Comungo do entendimento de que o benefício de amparo social, mesmo sendo vantagem de natureza personalíssima, pode ser pago aos herdeiros, ainda que o requerente tenha falecido no curso do processo porquanto os valores devidos e não recebidos em vida por ele integram o seu patrimônio e o direito às parcelas atrasadas (resíduos) é inquestionável, de sorte que seus sucessores podem se habilitar no eventual crédito decorrente.
Portanto, com a superveniência do óbito do requerente, remanesce o interesse jurídico dos herdeiros ou sucessores nos resíduos não recebidos por ele em vida, não sendo hipótese de extinção automática do processo.
Nessa esteira, o Exmo. Des. Federal Mairan Maia, em sua tese de Livre- Docência discorre no tópico 7.1.4.3, intitulado "AS REGRAS DA SUCESSÃO LEGÍTIMA, AS ESTRUTURAS FAMILIARES CONTEMPORÂNEAS E A VONTADE", p. 253/256.
Sobre a questão, em sessão realizada em 14/09/2016, por ocasião do julgamento do processo 0176818-18.2005.403.6301, a Turma Nacional de Uniformização dos Juizados Especiais Federais (TNU) firmou entendimento de que a morte do requerente do benefício de amparo social não deve impedir a verificação do mérito do pedido, notadamente se comprovada a existência de requerimento administrativo que possa ensejar pagamento retroativo do benefício, entre a Data da Entrada do Requerimento (DER) e a Data do Óbito.
Assim, os valores a que faria jus o titular do benefício e que não foram recebidos em vida por ele integram o seu patrimônio e são passíveis de transmissão aos herdeiros.
O direito a atrasados pelo titular está assegurado pelo parágrafo único, do art. 23 do Decreto nº 6.214, de 26.09.2007 (regulamenta o artigo 36 da Lei 8.742/93) que dispõe :
Assentado, portanto, que as parcelas vencidas até a data do óbito do requerente e não usufruídas são passíveis de serem transmitidas aos seus sucessores, remanesce a pretensão deles ao recebimento dos valores eventualmente devidos e não pagos.
No caso concreto, a autora faleceu após a instrução processual, remanescendo o interesse processual já que o provimento jurisdicional ainda é necessário e útil.
Nessa esteira, são os julgados desta Corte Regional que trago à colação:
Por conseguinte, dou provimento ao recurso e, com fulcro no artigo 1.013, §3º, inciso I, do CPC, ingresso na análise do mérito.
O Benefício Assistencial requerido está previsto no artigo 203, inciso V, da Constituição Federal, e regulamentado pelas atuais disposições contidas nos artigos 20, 21 e 21-A, todos da Lei 8.742/1993.

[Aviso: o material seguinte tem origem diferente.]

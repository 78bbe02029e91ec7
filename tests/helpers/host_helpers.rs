//! Helpers for setting up analysis hosts.

use lexis::ide::AnalysisHost;

pub const TEST_URI: &str = "file:///test.rs";

/// Creates an AnalysisHost with a single open document.
pub fn host_with_document(source: &str) -> AnalysisHost {
    let mut host = AnalysisHost::new();
    host.open_document(TEST_URI, 1, source);
    host
}

/// Char offset of the first occurrence of `needle` in `source`, as a
/// `(line, character)` pair.
pub fn position_of(source: &str, needle: &str) -> lexis::Position {
    let byte = source
        .find(needle)
        .unwrap_or_else(|| panic!("'{}' not found in source", needle));
    let before = &source[..byte];
    let line = before.matches('\n').count() as u32;
    let line_start = before.rfind('\n').map(|i| i + 1).unwrap_or(0);
    let character = before[line_start..].chars().count() as u32;
    lexis::Position::new(line, character)
}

O Benefício da Prestação Continuada (BPC) consiste na garantia de um salário mínimo mensal ao idoso com 65 anos ou mais ou pessoa com deficiência de qualquer idade com impedimentos de natureza física, mental, intelectual ou sensorial de longo prazo (que produza efeitos pelo prazo mínimo de 2 anos), que o impossibilite de participar, em igualdade de condições, com as demais pessoas da vida em sociedade de forma plena e efetiva. Tratando-se de benefício assistencial, não há período de carência, tampouco é necessário que o requerente seja segurado do INSS ou desenvolva alguma atividade laboral, sendo imprescindível, porém, a comprovação da hipossuficiência própria e/ou familiar.
O artigo 203, inciso V, da Constituição Federal garante o benefício em comento às pessoas com deficiência que não possuam meios de prover à sua própria manutenção ou de tê-la provida por sua família.
A previsão deste benefício guarda perfeita harmonia com a Constituição de 1988, que hospedou em seu texto princípios que incorporam exigências de justiça e valores éticos, com previsão de tarefas para que o Estado proceda à reparação de injustiças.
Concebida dentro de uma perspectiva do Estado Social de Direito, a Constituição valoriza e protege os direitos sociais básicos, estabelece normas pragmáticas, enfim, apresenta conteúdo contrário ao de uma Constituição do Estado Liberal, afastando-se do repouso, do formalismo e do divórcio entre Estado e Sociedade.
A dignidade humana permeia todas as matérias constitucionais, sendo um valor supremo. E a cidadania não se restringe ao seu conteúdo formal, sendo a legitimidade do exercício político pelos indivíduos apenas uma das vertentes da cidadania, que é muito mais ampla e tem em seu conteúdo constitucional a legitimidade do exercício dos direitos sociais, culturais e econômicos.
Os Princípios Fundamentais previstos no artigo 3º da Constituição Federal de 1988, voltados para a construção de uma sociedade livre, justa e solidária, objetivando a erradicação da pobreza e a redução das desigualdades sociais e regionais, dão suporte às normas públicas voltadas ao amparo de pessoas em situação de miséria.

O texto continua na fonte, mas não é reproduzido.